Degraded Filesystem Performance
Incident Report for Pantheon Operations
Postmortem

On Friday, July 14th, we became aware of an infrastructure issue affecting file access and file backups for some sites on Pantheon. We developed and deployed a fix to permanently resolve the issue.

Over the past several weeks, we have been effecting improvements in our filesystem architecture. These improvements ultimately offer better performance and increased reliability. Specifically, the new architecture allows us to better respond to increases in demand, better isolate failure scenarios, and better manage system updates.

Unfortunately, an element of the new configuration did not perform as expected under specific use-cases, despite our previous load testing. Specifically, the TLS-based secure session negotiation degraded under an widely varied production workload. Once we narrowed in on the specific use-cases and identified the root cause, we were able to reconfigure that component, and return the platform to stable operation. We are confident this new configuration is stable and the improved filesystem architecture will scale to meet the future demands of the platform.

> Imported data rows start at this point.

use roamlog_types::{
    BlockType, EditorBlock, EditorBlockData, EditorContent, EditorLocation, JournalEntry,
    JournalMoment, JournalPhoto, JournalRecommendation, JournalTip, PlaceSummary,
    RecommendationCategory,
};
use tracing::{debug, warn};
use uuid::Uuid;

/// Category used when a published recommendation arrives without its payload
pub const FALLBACK_CATEGORY: RecommendationCategory = RecommendationCategory::Do;

// NOTE: Conversion is lossy on purpose
//
// The backend discards OSM identity once it resolves a location to a
// permanent place. Converting a published entry back into a draft block
// therefore yields a placeholder location (osmType "N", osmId 0). Every
// scalar field survives.

/// Rebuild a draft block from a published entry
///
/// Total over [`BlockType`]. A missing sub-entity produces a block with
/// empty defaults instead of failing.
pub fn to_editor_block(entry: &JournalEntry) -> EditorBlock {
    if !entry.is_consistent() {
        warn!(
            entry_id = %entry.id,
            block_type = %entry.block_type,
            "published entry does not match its block type, using defaults"
        );
    }

    let (location, data) = match entry.block_type {
        BlockType::Moment => {
            let moment = entry.moment.clone().unwrap_or_default();
            let location = moment.place.as_ref().map(place_to_location);
            let data = EditorBlockData::moment(
                moment.date,
                moment.title,
                moment.content,
                moment.stamp_text,
                moment.stamp_color,
            );
            (location, data)
        }
        BlockType::Recommendation => match &entry.recommendation {
            Some(recommendation) => (
                recommendation.place.as_ref().map(place_to_location),
                EditorBlockData::recommendation(
                    recommendation.name.clone(),
                    recommendation.category,
                    recommendation.rating,
                    recommendation.price_level,
                    recommendation.note.clone(),
                    recommendation.image_url.clone(),
                ),
            ),
            None => (
                None,
                EditorBlockData::recommendation(
                    String::new(),
                    FALLBACK_CATEGORY,
                    None,
                    None,
                    None,
                    None,
                ),
            ),
        },
        BlockType::Photo => {
            let photo = entry.photo.clone().unwrap_or_default();
            (
                None,
                EditorBlockData::photo(photo.image_url, photo.caption, photo.rotation),
            )
        }
        BlockType::Tip => {
            let tip = entry.tip.clone().unwrap_or_default();
            let content = Some(tip.content).filter(|content| !content.is_empty());
            (None, EditorBlockData::tip(tip.title, content))
        }
        BlockType::Divider => (None, EditorBlockData::divider()),
    };

    EditorBlock::with_id(entry.id, entry.order, entry.block_type, location, data)
}

/// Draft content for a list of published entries, sorted by order and renumbered
pub fn to_editor_content(entries: &[JournalEntry]) -> EditorContent {
    debug!(entries = entries.len(), "converting published entries to draft");
    EditorContent::from_blocks(entries.iter().map(to_editor_block).collect())
}

/// Placeholder draft location for a resolved place
pub fn place_to_location(place: &PlaceSummary) -> EditorLocation {
    EditorLocation::placeholder(
        place.name.clone(),
        place
            .display_name
            .clone()
            .unwrap_or_else(|| place.name.clone()),
        place.latitude,
        place.longitude,
    )
}

/// Unsaved place summary for a draft location, used by previews
pub fn location_to_place(location: &EditorLocation) -> PlaceSummary {
    PlaceSummary {
        id: Uuid::nil(),
        name: location.name.clone(),
        display_name: Some(location.display_name.clone()),
        latitude: location.latitude,
        longitude: location.longitude,
        category: None,
    }
}

/// Published-shaped preview of a draft block
///
/// The preview has never been saved: `save_count` is 0 and any place has a
/// nil id.
pub fn preview_entry(block: &EditorBlock) -> JournalEntry {
    let data = &block.data;
    let place = block
        .location
        .as_ref()
        .filter(|_| block.supports_location())
        .map(location_to_place);

    match block.block_type {
        BlockType::Moment => JournalEntry::moment(
            block.id,
            block.order,
            JournalMoment {
                date: data.date,
                title: data.title.clone(),
                content: data.content.clone(),
                stamp_text: data.stamp_text.clone(),
                stamp_color: data.stamp_color.clone(),
                place,
            },
        ),
        BlockType::Recommendation => JournalEntry::recommendation(
            block.id,
            block.order,
            JournalRecommendation {
                name: data.name.clone().unwrap_or_default(),
                category: data.category.unwrap_or(FALLBACK_CATEGORY),
                rating: data.rating,
                price_level: data.price_level,
                note: data.note.clone(),
                image_url: data.image_url.clone(),
                place,
            },
        ),
        BlockType::Photo => JournalEntry::photo(
            block.id,
            block.order,
            JournalPhoto {
                image_url: data.image_url.clone(),
                caption: data.caption.clone(),
                rotation: data.rotation,
            },
        ),
        BlockType::Tip => JournalEntry::tip(
            block.id,
            block.order,
            JournalTip {
                title: data.title.clone(),
                content: data.content.clone().unwrap_or_default(),
            },
        ),
        BlockType::Divider => JournalEntry::divider(block.id, block.order),
    }
}

/// Previews for every block of a draft, in sequence order
pub fn preview_entries(content: &EditorContent) -> Vec<JournalEntry> {
    content.iter().map(preview_entry).collect()
}

#[cfg(test)]
mod tests {
    use super::*;
    use roamlog_types::Rating;

    fn place() -> PlaceSummary {
        PlaceSummary {
            id: Uuid::from_u128(77),
            name: "Miradouro da Graca".to_string(),
            display_name: None,
            latitude: 38.716,
            longitude: -9.131,
            category: Some("viewpoint".to_string()),
        }
    }

    #[test]
    fn test_place_to_location_zeroes_provenance() {
        let location = place_to_location(&place());
        assert_eq!(location.osm_type, "N");
        assert_eq!(location.osm_id, 0);
        assert_eq!(location.display_name, "Miradouro da Graca");
        assert_eq!(location.latitude, 38.716);
    }

    #[test]
    fn test_every_block_type_converts_without_payload() {
        for block_type in BlockType::ALL {
            let entry = JournalEntry::empty(Uuid::from_u128(1), 3, block_type);
            let block = to_editor_block(&entry);

            assert_eq!(block.id, entry.id);
            assert_eq!(block.order, 3);
            assert_eq!(block.block_type, block_type);
            assert!(block.location.is_none());
        }
    }

    #[test]
    fn test_missing_recommendation_uses_safe_defaults() {
        let entry = JournalEntry::empty(Uuid::from_u128(1), 0, BlockType::Recommendation);
        let block = to_editor_block(&entry);

        assert_eq!(block.data.name.as_deref(), Some(""));
        assert_eq!(block.data.category, Some(FALLBACK_CATEGORY));
    }

    #[test]
    fn test_tip_content_is_kept() {
        let entry = JournalEntry::tip(
            Uuid::from_u128(5),
            1,
            JournalTip {
                title: Some("Trams".to_string()),
                content: "Buy a Viva Viagem card".to_string(),
            },
        );
        let block = to_editor_block(&entry);
        assert_eq!(block.data.title.as_deref(), Some("Trams"));
        assert_eq!(block.data.content.as_deref(), Some("Buy a Viva Viagem card"));
    }

    #[test]
    fn test_empty_tip_content_converts_to_absent() {
        let draft = EditorBlock::new_tip(0, Some("Later".to_string()), None);
        let entry = preview_entry(&draft);
        assert_eq!(entry.tip.as_ref().map(|tip| tip.content.as_str()), Some(""));

        let block = to_editor_block(&entry);
        assert!(block.data.content.is_none());
        assert_eq!(block.data, draft.data);
    }

    #[test]
    fn test_preview_entry_is_consistent_for_every_type() {
        let blocks = [
            EditorBlock::new_moment(0, None, Some("A".to_string()), None, None, None),
            EditorBlock::new_recommendation(
                1,
                "Bairro Alto Hotel",
                RecommendationCategory::Stay,
                Some(Rating::A),
                Some(4),
                None,
                None,
            ),
            EditorBlock::new_photo(2, Some("https://img".to_string()), None, Some(3.0)),
            EditorBlock::new_tip(3, None, Some("Wear good shoes".to_string())),
            EditorBlock::new_divider(4),
        ];

        for block in &blocks {
            let entry = preview_entry(block);
            assert!(entry.is_consistent(), "{:?}", block.block_type);
            assert_eq!(entry.save_count, 0);
            assert!(!entry.is_saved);
            assert_eq!(to_editor_block(&entry).data, block.data);
        }
    }

    #[test]
    fn test_preview_place_has_nil_id() {
        let block = EditorBlock::new_moment(0, None, None, None, None, None)
            .with_location(EditorLocation::new("W", 12, "Castle", "Castelo", 38.71, -9.13));
        let entry = preview_entry(&block);

        let place = entry.place().unwrap();
        assert!(place.id.is_nil());
        assert_eq!(place.display_name.as_deref(), Some("Castelo"));
    }
}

We take reliability and performance seriously. We understand file access is core to all sites on the Pantheon platform. We apologize for any inconvenience and are committed to continually improve the reliability and performance of the platform to meet and exceed your needs.

Posted Jul 17, 2017 - 16:08 PDT

Resolved
Service restored; filesystem access has stabilized and are continuing to monitor performance. We are planning a maintenance window to proactively apply a patch to help ensure future stability.
Posted Jul 15, 2017 - 11:21 PDT
Monitoring
We have addressed the issue and are continuing to monitor closely. If you have continued issues, please contact support. We are investigating next steps to ensure future stability.
Posted Jul 15, 2017 - 10:03 PDT
Identified
We have identified the issue and are working to stabilize the filesystem for affected sites.
Posted Jul 15, 2017 - 09:21 PDT
Update
We are still investigating a root cause for the issue within the Filesystem. Please be advised that the Pantheon documentation pages are also impacted and may not be loading as expected.
Posted Jul 15, 2017 - 08:45 PDT
Investigating
We are investigating an issue affecting a portion of sites where file assets are not being delivered as expected.
Posted Jul 15, 2017 - 07:51 PDT